Consequences of APC Protein Dysregulation
Adenomatous Polyposis Coli (APC) Protein
When the APC protein malfunctions, the consequences are most prominent in cancer development. Inherited APC gene mutations cause Familial Adenomatous Polyposis (FAP), where the resulting protein is often nonfunctional. This prevents β-catenin regulation, leading to numerous colon polyps and a nearly 100% risk of colorectal cancer if untreated.
APC gene mutations are also common in sporadic colorectal cancers and are considered an early event in tumor development. Beyond the colon, these mutations are associated with other cancers, including those of the stomach and breast. The loss of a functional APC protein can also affect the immune system’s ability to control colon inflammation, creating an environment that favors cancer.
Anaphase-Promoting Complex/Cyclosome (APC/C)
Dysregulation of the APC/C also has severe consequences for the cell. Because the APC/C is responsible for the proper separation of chromosomes during mitosis, defects in its function can lead to errors in this process. This can result in aneuploidy, a condition where cells have an abnormal number of chromosomes. Aneuploidy is a characteristic of many cancers and is thought to contribute to tumor development.
Improper APC/C activity can cause cell cycle regulators to accumulate when they should be destroyed. The failure to degrade proteins like cyclins can prevent cells from exiting mitosis properly, leading to genomic instability. Mutations in APC/C subunits have been identified in various cancers, and an imbalance between its activators, Cdc20 and Cdh1, can also contribute to cancer.

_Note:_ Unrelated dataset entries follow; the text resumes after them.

pub(crate) mod color;
pub(crate) mod core;
pub(crate) mod error;
pub(crate) mod math;
//! Output Conversion Module
//!
//! Strategy Patternによる一括変換処理（DOCX → PDF）の抽象化を提供するモジュール。

mod converters;

use crate::error::MergeError;
use std::path::Path;

pub use converters::SofficeConverter;

/// 一括変換の戦略
///
/// `source_dir`内の各DOCXファイルを、拡張子だけを変えた同名のファイルとして
/// `dest_dir`に出力します。
pub trait FormatConverter {
    /// ディレクトリ内の文書を一括変換する
    ///
    /// # 戻り値
    ///
    /// * `Ok(())` - すべてのファイルの変換に成功した場合
    /// * `Err(MergeError)` - 変換に失敗した場合
    fn convert_dir(&self, source_dir: &Path, dest_dir: &Path) -> Result<(), MergeError>;
}

impl<F> FormatConverter for F
where
    F: Fn(&Path, &Path) -> Result<(), MergeError>,
{
    fn convert_dir(&self, source_dir: &Path, dest_dir: &Path) -> Result<(), MergeError> {
        self(source_dir, dest_dir)
    }
}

Scientific Exploration and Therapeutic Avenues for APC-Related Conditions
Adenomatous Polyposis Coli (APC) Protein
Current research explores ways to address problems from a faulty APC protein. For individuals with FAP, genetic testing can identify risk, allowing for early screenings. Scientists are investigating therapies for cancers with APC mutations, such as small molecules to help restore Wnt pathway regulation. Other strategies include using drugs like certain NSAIDs to reduce the number of polyps in FAP patients.
Researchers are also exploring gene therapy to deliver functional APC gene copies or use gene-editing technologies like CRISPR-Cas9 to correct mutations. There is also interest in how natural compounds in foods might influence APC function. For existing cancers, research focuses on targeting the downstream effects of the mutation, such as inhibiting overactive pathways.
Anaphase-Promoting Complex/Cyclosome (APC/C)
The APC/C is also being investigated as a potential target for cancer therapies. Since it regulates the cell cycle, modulating its activity could selectively target rapidly dividing cancer cells. Drugs that either inhibit or activate the APC/C are being explored for their potential to halt cancer cell proliferation or induce cell death.
Scientists are working to map how the different subunits and activators interact and how the complex chooses its substrates. This detailed knowledge could reveal new binding sites for future drugs to more specifically target the APC/C in cancer cells. The goal is to develop therapies that are effective against tumors while minimizing harm to healthy cells.